Todos la llamamos La Roca. Sabemos que anda un poco zafada y que lo que la hace más feliz es el helado. Sabemos que escribe unos cuentos deliciosos, llenos de una sensibilidad capaz de tocarte el corazón. Sabíamos que estaba escribiendo guiones, que algún maldito productor cuyo apellido comienza con Sol la estafó; que sabía repartir su tiempo para hacer miles de cosas y que, al regresar a Perú, siguió con la rutina de siempre querer hacerlo todo.

Uno de los guiones de Rossana se llamaba Viaje a Tombuctú.

Como todos los guiones que acumulan premios y cuya directora tiene agallas y exprime el tiempo para persistir, en algún momento del año 2013 el guión se convirtió en película. Se transformó en un extraordinario filme que este último jueves vi por tercera vez (en mi versión especial, mi Director’s cut ), esta vez con mis estudiantes de Spanish 114, los Heritage speakers del programa College Now: alumnos que están terminando la escuela secundaria, a quienes se les da la oportunidad, tras pasar un examen, de ganar unos créditos universitarios.

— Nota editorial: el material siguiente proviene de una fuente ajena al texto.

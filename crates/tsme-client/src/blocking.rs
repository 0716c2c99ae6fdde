//! Blocking facade over [`ConsumptionClient`](crate::ConsumptionClient).
//!
//! Each call runs the async implementation to completion on a runtime owned
//! by the client. Do not use it from inside another tokio runtime.

use chrono::NaiveDate;
use serde_json::Value;
use tokio::runtime::{Builder, Runtime};

use tsme_core::{DailySeries, LatestReading, MeterSummary, MonthlySeries, ReadingKind, YearMonth};

use crate::client::{ClientOptions, Contract, ConsumptionClient};
use crate::error::ClientError;
use crate::session::Credentials;

/// Synchronous portal client.
#[derive(Debug)]
pub struct Client {
    runtime: Runtime,
    inner: ConsumptionClient,
}

impl Client {
    /// Create a blocking client.
    ///
    /// # Errors
    ///
    /// Returns an error if the runtime or the HTTP client cannot be built.
    pub fn new(credentials: Credentials, options: ClientOptions) -> Result<Self, ClientError> {
        Self::from_async(ConsumptionClient::with_options(credentials, options)?)
    }

    /// Wrap an existing async client.
    ///
    /// # Errors
    ///
    /// Returns an error if the runtime cannot be built.
    pub fn from_async(inner: ConsumptionClient) -> Result<Self, ClientError> {
        let runtime = Builder::new_current_thread()
            .enable_all()
            .build()
            .map_err(|e| ClientError::Configuration(format!("cannot start runtime: {e}")))?;
        Ok(Self { runtime, inner })
    }

    /// The wrapped async client.
    #[must_use]
    pub const fn inner(&self) -> &ConsumptionClient {
        &self.inner
    }

    /// See [`ConsumptionClient::call_api`].
    ///
    /// # Errors
    ///
    /// As the async method.
    pub fn call_api(&mut self, path: &str) -> Result<Value, ClientError> {
        self.runtime.block_on(self.inner.call_api(path))
    }

    /// See [`ConsumptionClient::resolve_meter_id`].
    ///
    /// # Errors
    ///
    /// As the async method.
    pub fn resolve_meter_id(&mut self) -> Result<String, ClientError> {
        self.runtime.block_on(self.inner.resolve_meter_id())
    }

    /// See [`ConsumptionClient::fetch_contracts`].
    ///
    /// # Errors
    ///
    /// As the async method.
    pub fn fetch_contracts(&mut self) -> Result<Vec<Contract>, ClientError> {
        self.runtime.block_on(self.inner.fetch_contracts())
    }

    /// See [`ConsumptionClient::fetch_monthly_summary`].
    ///
    /// # Errors
    ///
    /// As the async method.
    pub fn fetch_monthly_summary(&mut self) -> Result<MonthlySeries, ClientError> {
        self.runtime.block_on(self.inner.fetch_monthly_summary())
    }

    /// See [`ConsumptionClient::fetch_daily_summary`].
    ///
    /// # Errors
    ///
    /// As the async method.
    pub fn fetch_daily_summary(
        &mut self,
        month: YearMonth,
        strict: bool,
    ) -> Result<DailySeries, ClientError> {
        self.runtime
            .block_on(self.inner.fetch_daily_summary(month, strict))
    }

    /// See [`ConsumptionClient::latest_reading`].
    ///
    /// # Errors
    ///
    /// As the async method.
    pub fn latest_reading(
        &mut self,
        kind: ReadingKind,
        seed: Option<DailySeries>,
    ) -> Result<LatestReading, ClientError> {
        self.runtime.block_on(self.inner.latest_reading(kind, seed))
    }

    /// See [`ConsumptionClient::latest_reading_on`].
    ///
    /// # Errors
    ///
    /// As the async method.
    pub fn latest_reading_on(
        &mut self,
        today: NaiveDate,
        kind: ReadingKind,
        seed: Option<DailySeries>,
    ) -> Result<LatestReading, ClientError> {
        self.runtime
            .block_on(self.inner.latest_reading_on(today, kind, seed))
    }

    /// See [`ConsumptionClient::check_credentials`].
    pub fn check_credentials(&mut self) -> bool {
        self.runtime.block_on(self.inner.check_credentials())
    }

    /// See [`ConsumptionClient::summary`].
    ///
    /// # Errors
    ///
    /// As the async method.
    pub fn summary(&mut self) -> Result<MeterSummary, ClientError> {
        self.runtime.block_on(self.inner.summary())
    }
}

Quienes en algún momento hemos dejado familia y amigos atrás, quienes vivimos ese momento en que había que mirar todo alrededor para poder recordarlo durante muchos años, entenderemos la fascinante historia de Viaje a Tombuctú .

Mis alumnos, hispanos, con edades entre 16 y 18 años,  también pasaron por esa experiencia, en circunstancias distintas.

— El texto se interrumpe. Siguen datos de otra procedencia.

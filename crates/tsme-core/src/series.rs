//! Monthly and daily consumption series.
//!
//! The portal answers with arrays of positional rows. These types decode the
//! rows once, keep the native cubic-meter values keyed by calendar position,
//! and drop rows whose cumulative reading is the zero sentinel (months or
//! days for which the meter has not reported yet).

use chrono::Datelike;
use serde::Serialize;
use serde_json::Value;
use std::collections::BTreeMap;

use crate::calendar::{parse_day_label, parse_month_label, YearMonth};
use crate::error::{CoreError, Result};
use crate::reading::ReadingKind;
use crate::units::{Volume, VolumeUnit};

/// One meter reading in native cubic meters.
#[derive(Debug, Clone, Copy, PartialEq, Serialize)]
pub struct Reading {
    /// Consumption over the period (day or month).
    pub relative: f64,
    /// Meter index at the end of the period.
    pub cumulative: f64,
}

impl Reading {
    /// The value selected by `kind`.
    #[must_use]
    pub const fn get(&self, kind: ReadingKind) -> f64 {
        match kind {
            ReadingKind::Relative => self.relative,
            ReadingKind::Cumulative => self.cumulative,
        }
    }
}

/// A cumulative value of exactly zero means "no reading yet".
#[allow(clippy::float_cmp)]
fn is_recorded(cumulative: f64) -> bool {
    cumulative != 0.0
}

fn as_rows<'a>(payload: &'a Value, what: &str) -> Result<&'a [Value]> {
    payload
        .as_array()
        .map(Vec::as_slice)
        .ok_or_else(|| CoreError::MalformedPayload(format!("{what} payload is not an array")))
}

fn number(value: &Value) -> Option<f64> {
    match value {
        Value::Number(n) => n.as_f64(),
        Value::String(s) => s.trim().parse().ok(),
        _ => None,
    }
}

fn row_cells(row: &Value, index: usize, min_len: usize) -> Result<&[Value]> {
    match row.as_array() {
        Some(cells) if cells.len() >= min_len => Ok(cells),
        _ => Err(CoreError::MalformedRow {
            index,
            reason: format!("expected an array of at least {min_len} cells"),
        }),
    }
}

fn number_cell(cells: &[Value], cell: usize, index: usize) -> Result<f64> {
    number(&cells[cell]).ok_or_else(|| CoreError::MalformedRow {
        index,
        reason: format!("cell {cell} is not a number"),
    })
}

fn str_cell(cells: &[Value], cell: usize, index: usize) -> Result<&str> {
    cells[cell].as_str().ok_or_else(|| CoreError::MalformedRow {
        index,
        reason: format!("cell {cell} is not a string"),
    })
}

/// Daily readings for one calendar month, keyed by day of month.
#[derive(Debug, Clone, PartialEq)]
pub struct DailySeries {
    month: YearMonth,
    days: BTreeMap<u32, Reading>,
}

impl DailySeries {
    /// A series with no readings.
    #[must_use]
    pub fn empty(month: YearMonth) -> Self {
        Self {
            month,
            days: BTreeMap::new(),
        }
    }

    /// Decode a daily payload: rows of `["dd/mm/yyyy", relative, cumulative]`.
    ///
    /// # Errors
    ///
    /// Returns an error if the payload is not an array or a row is malformed.
    pub fn from_payload(month: YearMonth, payload: &Value) -> Result<Self> {
        let mut series = Self::empty(month);
        for (index, row) in as_rows(payload, "daily")?.iter().enumerate() {
            let cells = row_cells(row, index, 3)?;
            let cumulative = number_cell(cells, 2, index)?;
            if !is_recorded(cumulative) {
                continue;
            }
            let date = parse_day_label(str_cell(cells, 0, index)?)?;
            let relative = number_cell(cells, 1, index)?;
            series.days.insert(
                date.day(),
                Reading {
                    relative,
                    cumulative,
                },
            );
        }
        Ok(series)
    }

    /// The month this series covers.
    #[must_use]
    pub const fn month(&self) -> YearMonth {
        self.month
    }

    /// Reading for a day of month, if one was recorded.
    #[must_use]
    pub fn get(&self, day: u32) -> Option<&Reading> {
        self.days.get(&day)
    }

    /// Whether a reading exists for `day`.
    #[must_use]
    pub fn contains_day(&self, day: u32) -> bool {
        self.days.contains_key(&day)
    }

    /// Readings in day order.
    pub fn iter(&self) -> impl Iterator<Item = (u32, &Reading)> {
        self.days.iter().map(|(d, r)| (*d, r))
    }

    /// Number of recorded days.
    #[must_use]
    pub fn len(&self) -> usize {
        self.days.len()
    }

    /// Whether no day was recorded.
    #[must_use]
    pub fn is_empty(&self) -> bool {
        self.days.is_empty()
    }

    /// Unit-converted view for output.
    #[must_use]
    pub fn view(&self, unit: VolumeUnit) -> DailyView {
        DailyView {
            daily: self
                .iter()
                .map(|(d, r)| (d, unit.convert(r.relative)))
                .collect(),
            absolute: self
                .iter()
                .map(|(d, r)| (d, unit.convert(r.cumulative)))
                .collect(),
        }
    }
}

/// Daily series converted to a caller unit.
#[derive(Debug, Clone, PartialEq, Serialize)]
pub struct DailyView {
    /// Day of month → consumption that day.
    pub daily: BTreeMap<u32, Volume>,
    /// Day of month → meter index that day.
    pub absolute: BTreeMap<u32, Volume>,
}

/// Monthly history plus the three aggregates the portal appends to it.
#[derive(Debug, Clone, PartialEq)]
pub struct MonthlySeries {
    months: BTreeMap<i32, BTreeMap<u32, Reading>>,
    latest_cumulative: Option<f64>,
    this_year_total: f64,
    last_year_total: f64,
    highest_monthly_volume: f64,
}

impl MonthlySeries {
    /// Decode a monthly payload.
    ///
    /// The payload is a list of `[short label, relative, cumulative, "Mois Année"]`
    /// rows followed by three bare numbers: this year's total, last year's
    /// total, and the highest monthly volume. Those three are read from the
    /// tail in that fixed order; nothing in the payload tags them, so a change
    /// in the upstream layout would silently shift them. Rows are taken to be
    /// in chronological order already.
    ///
    /// # Errors
    ///
    /// Returns an error if the payload is shorter than three values, a row is
    /// malformed, or a month label cannot be parsed.
    pub fn from_payload(payload: &Value) -> Result<Self> {
        let values = as_rows(payload, "monthly")?;
        let Some(split) = values.len().checked_sub(3) else {
            return Err(CoreError::MalformedPayload(format!(
                "monthly payload has {} values, expected at least 3 trailing totals",
                values.len()
            )));
        };
        let (rows, totals) = values.split_at(split);
        let total = |i: usize| {
            number(&totals[i]).ok_or_else(|| {
                CoreError::MalformedPayload(format!("trailing total {i} is not a number"))
            })
        };

        let mut series = Self {
            months: BTreeMap::new(),
            latest_cumulative: None,
            this_year_total: total(0)?,
            last_year_total: total(1)?,
            highest_monthly_volume: total(2)?,
        };

        for (index, row) in rows.iter().enumerate() {
            let cells = row_cells(row, index, 4)?;
            let cumulative = number_cell(cells, 2, index)?;
            if !is_recorded(cumulative) {
                continue;
            }
            let (year, month) = parse_month_label(str_cell(cells, 3, index)?)?;
            let relative = number_cell(cells, 1, index)?;
            series.months.entry(year).or_default().insert(
                month,
                Reading {
                    relative,
                    cumulative,
                },
            );
            series.latest_cumulative = Some(cumulative);
        }
        Ok(series)
    }

    /// Reading for a given year and month.
    #[must_use]
    pub fn get(&self, year: i32, month: u32) -> Option<&Reading> {
        self.months.get(&year).and_then(|m| m.get(&month))
    }

    /// Years present in the history, ascending.
    pub fn years(&self) -> impl Iterator<Item = i32> + '_ {
        self.months.keys().copied()
    }

    /// Readings for one year, keyed by month.
    #[must_use]
    pub fn year(&self, year: i32) -> Option<&BTreeMap<u32, Reading>> {
        self.months.get(&year)
    }

    /// Meter index of the last recorded month, in native units.
    #[must_use]
    pub const fn latest_cumulative(&self) -> Option<f64> {
        self.latest_cumulative
    }

    /// Total for the current year, in native units.
    #[must_use]
    pub const fn this_year_total(&self) -> f64 {
        self.this_year_total
    }

    /// Total for the previous year, in native units.
    #[must_use]
    pub const fn last_year_total(&self) -> f64 {
        self.last_year_total
    }

    /// Highest monthly volume ever recorded, in native units.
    #[must_use]
    pub const fn highest_monthly_volume(&self) -> f64 {
        self.highest_monthly_volume
    }

    fn convert_by(&self, unit: VolumeUnit, kind: ReadingKind) -> BTreeMap<i32, BTreeMap<u32, Volume>> {
        self.months
            .iter()
            .map(|(year, months)| {
                let converted = months
                    .iter()
                    .map(|(m, r)| (*m, unit.convert(r.get(kind))))
                    .collect();
                (*year, converted)
            })
            .collect()
    }

    /// Unit-converted view for output.
    #[must_use]
    pub fn view(&self, unit: VolumeUnit) -> MonthlyView {
        MonthlyView {
            this_year_volume: unit.convert(self.this_year_total),
            last_year_volume: unit.convert(self.last_year_total),
            highest_monthly_volume: unit.convert(self.highest_monthly_volume),
            monthly: self.convert_by(unit, ReadingKind::Relative),
            absolute: self.convert_by(unit, ReadingKind::Cumulative),
        }
    }
}

/// Monthly series converted to a caller unit.
#[derive(Debug, Clone, PartialEq, Serialize)]
pub struct MonthlyView {
    /// Consumption so far this year.
    pub this_year_volume: Volume,
    /// Consumption over last year.
    pub last_year_volume: Volume,
    /// Highest monthly consumption on record.
    pub highest_monthly_volume: Volume,
    /// Year → month → consumption that month.
    pub monthly: BTreeMap<i32, BTreeMap<u32, Volume>>,
    /// Year → month → meter index at month end.
    pub absolute: BTreeMap<i32, BTreeMap<u32, Volume>>,
}

#[cfg(test)]
mod tests {
    use super::*;
    use serde_json::json;

    fn march_2023() -> YearMonth {
        YearMonth::new(2023, 3).unwrap()
    }

    #[test]
    fn monthly_totals_come_from_the_tail_in_order() {
        let payload = json!([
            ["janv. 23", 5.1, 100.2, "Janvier 2023"],
            ["févr. 23", 4.9, 105.1, "Février 2023"],
            ["mars 23", 0, 0, "Mars 2023"],
            61.5,
            58.25,
            9.75
        ]);
        let series = MonthlySeries::from_payload(&payload).unwrap();

        assert_eq!(series.this_year_total(), 61.5);
        assert_eq!(series.last_year_total(), 58.25);
        assert_eq!(series.highest_monthly_volume(), 9.75);
        assert_eq!(
            series.get(2023, 2),
            Some(&Reading {
                relative: 4.9,
                cumulative: 105.1
            })
        );
        assert_eq!(series.year(2023).unwrap().len(), 2);
        assert_eq!(series.latest_cumulative(), Some(105.1));
    }

    #[test]
    fn monthly_rows_span_years() {
        let payload = json!([
            ["déc. 22", 3.0, 90.0, "Décembre 2022"],
            ["janv. 23", 2.0, 92.0, "Janvier 2023"],
            2.0,
            40.0,
            6.0
        ]);
        let series = MonthlySeries::from_payload(&payload).unwrap();
        assert_eq!(series.years().collect::<Vec<_>>(), vec![2022, 2023]);
        assert!(series.get(2022, 12).is_some());
        assert!(series.get(2023, 1).is_some());
    }

    #[test]
    fn zero_cumulative_rows_are_skipped_whatever_the_relative_value() {
        let payload = json!([
            ["avr. 23", 7.0, 0, "Avril 2023"],
            ["mai 23", 0.0, 0.0, "Mai 2023"],
            0,
            0,
            0
        ]);
        let series = MonthlySeries::from_payload(&payload).unwrap();
        assert_eq!(series.years().count(), 0);
        assert_eq!(series.latest_cumulative(), None);
    }

    #[test]
    fn monthly_payload_needs_three_totals() {
        assert!(MonthlySeries::from_payload(&json!([1.0, 2.0])).is_err());
        assert!(MonthlySeries::from_payload(&json!({"a": 1})).is_err());
        let only_totals = MonthlySeries::from_payload(&json!([1.0, 2.0, 3.0])).unwrap();
        assert_eq!(only_totals.highest_monthly_volume(), 3.0);
    }

    #[test]
    fn monthly_unknown_month_is_an_error() {
        let payload = json!([["x", 1.0, 2.0, "March 2023"], 0, 0, 0]);
        assert!(matches!(
            MonthlySeries::from_payload(&payload),
            Err(CoreError::UnknownMonth(_))
        ));
    }

    #[test]
    fn daily_rows_keyed_by_day() {
        let payload = json!([
            ["01/03/2023", 0.312, 120.5],
            ["02/03/2023", 0.289, 120.789],
            ["03/03/2023", 0.0, 0]
        ]);
        let series = DailySeries::from_payload(march_2023(), &payload).unwrap();

        assert_eq!(series.len(), 2);
        assert!(series.contains_day(1));
        assert!(series.contains_day(2));
        assert!(!series.contains_day(3));
        assert_eq!(series.get(2).unwrap().cumulative, 120.789);
    }

    #[test]
    fn daily_accepts_numeric_strings() {
        let payload = json!([["10/03/2023", "0.5", "130.25"]]);
        let series = DailySeries::from_payload(march_2023(), &payload).unwrap();
        assert_eq!(series.get(10).unwrap().relative, 0.5);
    }

    #[test]
    fn daily_malformed_row() {
        let payload = json!([["10/03/2023", 0.5]]);
        assert!(matches!(
            DailySeries::from_payload(march_2023(), &payload),
            Err(CoreError::MalformedRow { index: 0, .. })
        ));
    }

    #[test]
    fn views_convert_units() {
        let payload = json!([["01/03/2023", 0.312, 120.5]]);
        let series = DailySeries::from_payload(march_2023(), &payload).unwrap();

        let litres = series.view(VolumeUnit::Litre);
        assert_eq!(litres.daily[&1], Volume::Litres(312));
        assert_eq!(litres.absolute[&1], Volume::Litres(120_500));

        let native = series.view(VolumeUnit::CubicMeter);
        assert_eq!(native.daily[&1], Volume::CubicMeters(0.312));
    }

    #[test]
    fn monthly_view_serializes() {
        let payload = json!([["janv. 23", 5.0, 100.0, "Janvier 2023"], 5.0, 50.0, 7.0]);
        let view = MonthlySeries::from_payload(&payload)
            .unwrap()
            .view(VolumeUnit::Litre);
        let value = serde_json::to_value(&view).unwrap();
        assert_eq!(value["monthly"]["2023"]["1"], json!(5000));
        assert_eq!(value["absolute"]["2023"]["1"], json!(100_000));
        assert_eq!(value["highest_monthly_volume"], json!(7000));
    }
}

Fue interesante ver sus expresiones mientras avanzaba la peícula. La historia de amor contada desde la sensibilidad de una niña (rockera, con gustos cinemeros) creo que alcanza más a las muchachas. Sin embargo, en la película hay muchas escenas que tocan a hombres y mujeres, de modos distintos. Te tocan no solo si tuviste una juventud difícil, no solo si viviste la niñez y la adolescencia en un país en guerra y en crisis.

También te toca si tuviste una pandilla de amigos y amigas, si espiabas a la niña que te gustaba en el cine y si montabas bicicleta con ella. Si te gustaban los fuegos artificiales al lado del mar, si alguna vez el carro de tu padre se quedó atorado en la arena y si tuviste conversaciones maravillosas con tus abuelos. Te tocan si gritaste como loco/loca en un concierto de Soda Stereo, si empapelaste tu cuarto con posters de músicos que adorabas y si coleccionabas casetes pirateados de las bandas que idolatrabas. También te toca si viviste la violencia de una sociedad vigilante (donde el abuso tenía carta blanca para «protegerte» de la violencia desconocida) si fuiste de viaje por la sierra con tus amigos, en épocas en que era un tema peligroso, si la juventud fue un momento maravilloso de tu vida, etc.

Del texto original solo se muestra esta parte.